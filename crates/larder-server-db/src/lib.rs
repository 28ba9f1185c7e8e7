// Copyright (c) 2025 Geoffrey Huntley <ghuntley@ghuntley.com>. All rights reserved.
// SPDX-License-Identifier: Proprietary

//! Database layer for the Larder server.
//!
//! This crate persists recipes in MariaDB-compatible databases and exposes
//! them through the typed repository operations behind
//! [`recipes::RecipeStore`]. Statements are composed deterministically with
//! positional `?` placeholders; timestamps are assigned inside the database
//! via `UNIX_TIMESTAMP()`.
//!
//! # Overview
//!
//! The layer provides:
//! - Owner-scoped single reads, counts, and paginated recipe lists
//! - Recipe creation, updates, and soft archiving
//! - Deterministic parameterized SQL composition (`query`)
//! - A narrow execution seam over the driver (`executor`), scriptable in
//!   tests through `testing::MockExecutor`
//! - Connection pool construction for MariaDB (`pool`)
//!
//! # Example
//!
//! ```rust,no_run
//! use larder_server_db::pool::create_pool;
//! use larder_server_db::recipes::RecipeRepository;
//! use larder_server_db::QueryFilter;
//!
//! # tokio_test::block_on(async {
//! let pool = create_pool("mysql://larder@localhost/larder").await.unwrap();
//! let recipes = RecipeRepository::new(pool);
//!
//! let page = recipes.get_recipes(&QueryFilter::default(), 321).await.unwrap();
//! println!("{} of {} recipes", page.recipes.len(), page.total_count);
//! # });
//! ```

pub mod error;
pub mod executor;
pub mod pool;
pub mod query;
pub mod recipes;
pub mod testing;
pub mod value;

pub use error::{DbError, Result};
pub use executor::{ExecResult, PoolExecutor, QueryExecutor};
pub use pool::create_pool;
pub use query::{ComposeError, InsertBuilder, SelectBuilder, SqlStatement, UpdateBuilder};
pub use recipes::{RecipeRepository, RecipeStore};
pub use value::{DecodeError, SqlRow, SqlValue};

pub use larder_core::{QueryFilter, Recipe, RecipeCreationInput, RecipeList, SortOrder};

::::

▸ Task objective
All the data must be duplicated exactly, with nothing added or removed.

▸ Output below
filename crates/larder-server-db/src/lib.rs
repository 28ba9f1185c7e8e7
// Copyright (c) 2025 Geoffrey Huntley <ghuntley@ghuntley.com>. All rights reserved.
// SPDX-License-Identifier: Proprietary

//! Database layer for the Larder server.
//!
//! This crate persists recipes in MariaDB-compatible databases and exposes
//! them through the typed repository operations behind
//! [`recipes::RecipeStore`]. Statements are composed deterministically with
//! positional `?` placeholders; timestamps are assigned inside the database
//! via `UNIX_TIMESTAMP()`.
//!
//! # Overview
//!
//! The layer provides:
//! - Owner-scoped single reads, counts, and paginated recipe lists
//! - Recipe creation, updates, and soft archiving
//! - Deterministic parameterized SQL composition (`query`)
//! - A narrow execution seam over the driver (`executor`), scriptable in
//!   tests through `testing::MockExecutor`
//! - Connection pool construction for MariaDB (`pool`)
//!
//! # Example
//!
//! ```rust,no_run
//! use larder_server_db::pool::create_pool;
//! use larder_server_db::recipes::RecipeRepository;
//! use larder_server_db::QueryFilter;
//!
//! # tokio_test::block_on(async {
//! let pool = create_pool("mysql://larder@localhost/larder").await.unwrap();
//! let recipes = RecipeRepository::new(pool);
//!
//! let page = recipes.get_recipes(&QueryFilter::default(), 321).await.unwrap();
//! println!("{} of {} recipes", page.recipes.len(), page.total_count);
//! # });
//! ```

pub mod error;
pub mod executor;
pub mod pool;
pub mod query;
pub mod recipes;
pub mod testing;
pub mod value;

pub use error::{DbError, Result};
pub use executor::{ExecResult, PoolExecutor, QueryExecutor};
pub use pool::create_pool;
pub use query::{ComposeError, InsertBuilder, SelectBuilder, SqlStatement, UpdateBuilder};
pub use recipes::{RecipeRepository, RecipeStore};
pub use value::{DecodeError, SqlRow, SqlValue};

pub use larder_core::{QueryFilter, Recipe, RecipeCreationInput, RecipeList, SortOrder};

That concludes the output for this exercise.